But the differences between these environments are much deeper than just size. Thinking of the small and medium business market as being small-scaled enterprises is a great way to misunderstand this market.

There are fundamental behavioral differences between these organizational types. It’s these behavioral differences that most accurately reflect the contrast between SMBs and large enterprise from an IT perspective.

One of the places in which this difference in behavior is most visible is in vendor relationships. In the enterprise space vendors act very much as a partner with the corporate IT department.

Often vendors will have dedicated representatives who spend some (or possibly all) of their time at the customer site and are available to answer questions, make contact with support, provide input and guidance.

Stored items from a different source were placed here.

//! Résolution date calendaire → (trimestre, jour ouvré).
//!
//! Les bornes des trimestres sont une donnée fournie par l'appelant (configuration),
//! jamais un état global dérivé de l'horloge.

use crate::model::{Term, Weekday};
use chrono::{Datelike, Duration, NaiveDate};
use serde::{Deserialize, Serialize};

/// Intervalle de dates inclusif [start, end].
#[derive(Debug, Clone, Copy, PartialEq, Eq, Serialize, Deserialize)]
pub struct TermWindow {
    pub start: NaiveDate,
    pub end: NaiveDate,
}

impl TermWindow {
    pub fn new(start: NaiveDate, end: NaiveDate) -> Result<Self, String> {
        if end < start {
            return Err(format!("term window end {end} is before start {start}"));
        }
        Ok(Self { start, end })
    }

    pub fn contains(&self, date: NaiveDate) -> bool {
        self.start <= date && date <= self.end
    }

    /// Intersection avec [start, end], `None` si disjoint.
    pub fn clamp(&self, start: NaiveDate, end: NaiveDate) -> Option<TermWindow> {
        let lo = self.start.max(start);
        let hi = self.end.min(end);
        (lo <= hi).then_some(TermWindow { start: lo, end: hi })
    }

    /// Jours ouvrés présents au moins une fois dans la fenêtre.
    pub fn weekdays(&self) -> Vec<Weekday> {
        let span = (self.end - self.start).num_days();
        if span >= 6 {
            return Weekday::ALL.to_vec();
        }
        let mut out: Vec<Weekday> = (0..=span)
            .filter_map(|offset| Weekday::from_chrono((self.start + Duration::days(offset)).weekday()))
            .collect();
        out.sort();
        out
    }
}

/// Calendrier scolaire : une fenêtre par trimestre.
#[derive(Debug, Clone, Copy, PartialEq, Eq, Serialize, Deserialize)]
pub struct TermCalendar {
    pub first: TermWindow,
    pub second: TermWindow,
}

impl TermCalendar {
    pub fn new(first: TermWindow, second: TermWindow) -> Result<Self, String> {
        let calendar = Self { first, second };
        calendar.validate()?;
        Ok(calendar)
    }

    /// Année scolaire débutant en septembre `year` :
    /// 1er sept. → 31 janv., puis 1er févr. → 31 juil.
    pub fn for_academic_year(year: i32) -> Option<Self> {
        Some(Self {
            first: TermWindow {
                start: NaiveDate::from_ymd_opt(year, 9, 1)?,
                end: NaiveDate::from_ymd_opt(year + 1, 1, 31)?,
            },
            second: TermWindow {
                start: NaiveDate::from_ymd_opt(year + 1, 2, 1)?,
                end: NaiveDate::from_ymd_opt(year + 1, 7, 31)?,
            },
        })
    }

    pub fn validate(&self) -> Result<(), String> {
        for (term, window) in self.windows() {
            if window.end < window.start {
                return Err(format!("{term}: end {} is before start {}", window.end, window.start));
            }
        }
        if self.second.start <= self.first.end {
            return Err("SECOND_TERM must start after FIRST_TERM ends".to_string());
        }
        Ok(())
    }

    pub fn window(&self, term: Term) -> TermWindow {
        match term {
            Term::First => self.first,
            Term::Second => self.second,
        }
    }

    pub fn windows(&self) -> [(Term, TermWindow); 2] {
        [(Term::First, self.first), (Term::Second, self.second)]
    }

    pub fn term_of(&self, date: NaiveDate) -> Option<Term> {
        self.windows()
            .into_iter()
            .find(|(_, window)| window.contains(date))
            .map(|(term, _)| term)
    }

    /// `None` hors trimestre ou le week-end.
    pub fn resolve(&self, date: NaiveDate) -> Option<(Term, Weekday)> {
        let term = self.term_of(date)?;
        let weekday = Weekday::from_chrono(date.weekday())?;
        Some((term, weekday))
    }

    /// Trimestres recoupant [start, end], avec la portion recoupée.
    pub fn overlapping(&self, start: NaiveDate, end: NaiveDate) -> Vec<(Term, TermWindow)> {
        self.windows()
            .into_iter()
            .filter_map(|(term, window)| window.clamp(start, end).map(|w| (term, w)))
            .collect()
    }
}
use super::Violation;
use crate::model::{
    Assignment, AssignmentId, MemberId, Placement, Room, RoomId, Roster, Term, Weekday,
};
use std::collections::{BTreeMap, BTreeSet};

/// Vérifie qu'un candidat peut rejoindre l'instantané `existing`.
///
/// `replacing` exclut l'assignation modifiée en place : elle ne compte ni comme doublon ni dans
/// l'occupation de la salle. Fonction pure, partagée par le générateur et l'éditeur.
pub fn check(
    candidate: &Placement,
    existing: &[Assignment],
    room: &Room,
    directory: &Roster,
    replacing: Option<AssignmentId>,
) -> Result<(), Violation> {
    let others = existing.iter().filter(|a| {
        Some(a.id) != replacing && a.term == candidate.term && a.weekday == candidate.weekday
    });

    let mut occupants = Vec::new();
    let mut other_room = None;
    for a in others {
        if a.member == candidate.member && a.room == candidate.room {
            return Err(Violation::DuplicateAssignment {
                member: candidate.member,
                member_name: member_name(directory, candidate.member),
                room: room.id,
                room_name: room.name.clone(),
                weekday: candidate.weekday,
                term: candidate.term,
            });
        }
        if a.room == candidate.room {
            occupants.push(a.member);
        } else if a.member == candidate.member {
            other_room.get_or_insert(a.room);
        }
    }

    if occupants.len() >= room.capacity as usize {
        return Err(Violation::RoomCapacityExceeded {
            room: room.id,
            room_name: room.name.clone(),
            capacity: room.capacity,
            weekday: candidate.weekday,
            term: candidate.term,
            occupants: occupants.into_iter().map(|m| member_name(directory, m)).collect(),
        });
    }

    if let Some(other) = other_room {
        return Err(Violation::MemberDoubleBooked {
            member: candidate.member,
            member_name: member_name(directory, candidate.member),
            other_room_name: room_name(directory, other),
            weekday: candidate.weekday,
            term: candidate.term,
        });
    }

    Ok(())
}

/// Re-dérive toutes les violations présentes dans un roster persisté (édition hors-bande comprise).
pub fn audit(roster: &Roster, term: Term) -> Vec<Violation> {
    let mut pairs: BTreeMap<(MemberId, RoomId, Weekday), usize> = BTreeMap::new();
    let mut cells: BTreeMap<(RoomId, Weekday), Vec<MemberId>> = BTreeMap::new();
    let mut days: BTreeMap<(MemberId, Weekday), BTreeSet<RoomId>> = BTreeMap::new();

    for a in roster.assignments_in(term) {
        *pairs.entry((a.member, a.room, a.weekday)).or_default() += 1;
        cells.entry((a.room, a.weekday)).or_default().push(a.member);
        days.entry((a.member, a.weekday)).or_default().insert(a.room);
    }

    let mut out = Vec::new();

    for ((member, room, weekday), count) in pairs {
        if count > 1 {
            out.push(Violation::DuplicateAssignment {
                member,
                member_name: member_name(roster, member),
                room,
                room_name: room_name(roster, room),
                weekday,
                term,
            });
        }
    }

    for ((room_id, weekday), members) in cells {
        let Some(room) = roster.find_room(room_id) else {
            continue;
        };
        if members.len() > room.capacity as usize {
            out.push(Violation::RoomCapacityExceeded {
                room: room_id,
                room_name: room.name.clone(),
                capacity: room.capacity,
                weekday,
                term,
                occupants: members.iter().map(|m| member_name(roster, *m)).collect(),
            });
        }
    }

    for ((member, weekday), rooms) in days {
        if rooms.len() > 1 {
            out.push(Violation::MemberDoubleBooked {
                member,
                member_name: member_name(roster, member),
                other_room_name: rooms
                    .iter()
                    .map(|r| room_name(roster, *r))
                    .collect::<Vec<_>>()
                    .join(" + "),
                weekday,
                term,
            });
        }
    }

    out
}

pub(super) fn member_name(roster: &Roster, id: MemberId) -> String {
    roster
        .find_member(id)
        .map_or_else(|| format!("member #{id}"), |m| m.name.clone())
}

pub(super) fn room_name(roster: &Roster, id: RoomId) -> String {
    roster
        .find_room(id)
        .map_or_else(|| format!("room #{id}"), |r| r.name.clone())
}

In exchange the vendor has nearly constant access to the “ears” of IT and management in order to inform them and to sway their opinion in favor of said vendor’s products.

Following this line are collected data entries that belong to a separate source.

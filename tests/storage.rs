#![forbid(unsafe_code)]
mod common;

use common::*;
use permanence::{
    AssignmentId, AssignmentInput, JsonStorage, MemoryStorage, RosterError, RosterService, Storage,
    Term,
};
use std::fs;
use std::sync::{Arc, Barrier};
use std::thread;
use std::time::Duration;
use tempfile::tempdir;

#[test]
fn missing_file_loads_empty_roster() {
    let dir = tempdir().unwrap();
    let storage = JsonStorage::open(dir.path().join("roster.json")).unwrap();
    let roster = storage.load().unwrap();
    assert!(roster.members.is_empty());
    assert!(roster.assignments.is_empty());
}

#[test]
fn failed_transaction_leaves_file_untouched() {
    let dir = tempdir().unwrap();
    let path = dir.path().join("roster.json");
    let storage = JsonStorage::open(&path).unwrap();
    storage.save(&two_by_two().into_roster()).unwrap();
    let before = fs::read(&path).unwrap();

    let result: Result<(), RosterError> = storage.transaction(|roster| {
        roster.members.clear();
        Err(RosterError::InvalidInput("abort".into()))
    });
    assert!(result.is_err());
    assert_eq!(fs::read(&path).unwrap(), before);

    storage
        .transaction(|roster| {
            roster.members.retain(|m| m.name == "Alice");
            Ok::<_, RosterError>(())
        })
        .unwrap();
    assert_eq!(storage.load().unwrap().members.len(), 1);
}

#[test]
fn service_generate_then_rejected_edit_is_not_persisted() {
    let dir = tempdir().unwrap();
    let path = dir.path().join("roster.json");
    let storage = JsonStorage::open(&path).unwrap();
    storage.save(&two_by_two().into_roster()).unwrap();
    let service = RosterService::new(storage, settings());

    let outcome = service.generate(&first_week(&[1, 2])).unwrap();
    assert_eq!(outcome.assignments_created, 10);
    let before = fs::read(&path).unwrap();

    // id 2 = Bob, Reading Room, lundi
    let err = service
        .update_assignment(
            AssignmentId::new(2),
            &AssignmentInput {
                member: 2,
                room: 1,
                weekday: 1,
                term: "FIRST_TERM".into(),
            },
        )
        .unwrap_err();
    assert_eq!(err.status_code(), 409);
    assert_eq!(fs::read(&path).unwrap(), before);

    let findings = service.verify(Term::First).unwrap();
    assert!(!permanence::scheduler::has_errors(&findings));
    service.publish(Term::First).unwrap();
    assert!(service.storage().load().unwrap().is_published(Term::First));
}

#[test]
fn infeasible_generation_commits_nothing() {
    let mut roster = two_by_two().into_roster();
    roster.upsert_rooms(vec![permanence::Room::new(3, "Archive", 1).unwrap()]);
    let service = RosterService::new(MemoryStorage::new(roster.clone()), settings());

    let err = service.generate(&first_week(&[1, 2])).unwrap_err();
    assert!(matches!(err, RosterError::GenerationInfeasible { .. }));
    assert_eq!(service.storage().load().unwrap(), roster);
}

#[test]
fn storage_errors_are_unrecoverable() {
    let dir = tempdir().unwrap();
    let path = dir.path().join("roster.json");
    fs::write(&path, b"{ not json").unwrap();
    let service = RosterService::new(JsonStorage::open(&path).unwrap(), settings());

    let err = service.verify(Term::First).unwrap_err();
    assert!(matches!(err, RosterError::Storage(_)));
    assert_eq!(err.status_code(), 500);
    assert!(!err.is_recoverable());
}

#[test]
fn concurrent_writers_on_one_file_do_not_lose_updates() {
    let dir = tempdir().unwrap();
    let path = dir.path().join("roster.json");
    let start = Arc::new(Barrier::new(2));

    let writers: Vec<_> = [alice(), bob()]
        .into_iter()
        .map(|member| {
            let path = path.clone();
            let start = Arc::clone(&start);
            thread::spawn(move || {
                // une instance par écrivain, comme deux processus CLI
                let storage = JsonStorage::open(&path).unwrap();
                start.wait();
                storage.transaction(|roster| {
                    thread::sleep(Duration::from_millis(100));
                    roster.upsert_members(vec![member]);
                    Ok::<_, RosterError>(())
                })
            })
        })
        .collect();
    for writer in writers {
        writer.join().unwrap().unwrap();
    }

    let members = JsonStorage::open(&path).unwrap().load().unwrap().members;
    assert_eq!(members.len(), 2);
}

This relationship causes “the conversation” between the vendor and the “market” – as described in the groundbreaking 1999 tome “The Cluetrain Manifesto” – to take place in-person, in real-time in a way that is very effective.

When the company wants product information it simply contacts its vendor representative and that rep will provide samples, get documentation, give a presentation, organize training sessions, obtain roadmaps and more. If the products do not meet the company’s needs the feedback is immediate and meaningful. The relationship is symbiotic and everyone gains from the tight communication channel.

The small business market sees none of this. The scale on which the SMB IT department operates does not allow a vendor to dedicate a sales resource, let alone a technical resource, to a single client. This one, simple difference breaks the communication channel, leaving SMB IT departments in a far different position than their enterprise counterparts.

Any conversation held between an SMB IT manager and a vendor is an ad-hoc, temporary conversation. Vendors don’t see their clients as individuals but as a pool of consumers, more akin to the standard, personal consumer market.

The differences in interaction are not solely from the vendor’s perspective. In the enterprise the IT department typically has resources with time to dedicate to interacting with vendor representatives. Technical support roles such as server administrators may work directly with sales and engineering resources for support issues and purchasing recommendations. Architectural professionals may use vendor representatives to assist in capacity planning, system design or to establish performance metrics.

In the SMB these dedicated internal players do not exist. The available IT resources are often overworked and spread too thinly between many different tasks.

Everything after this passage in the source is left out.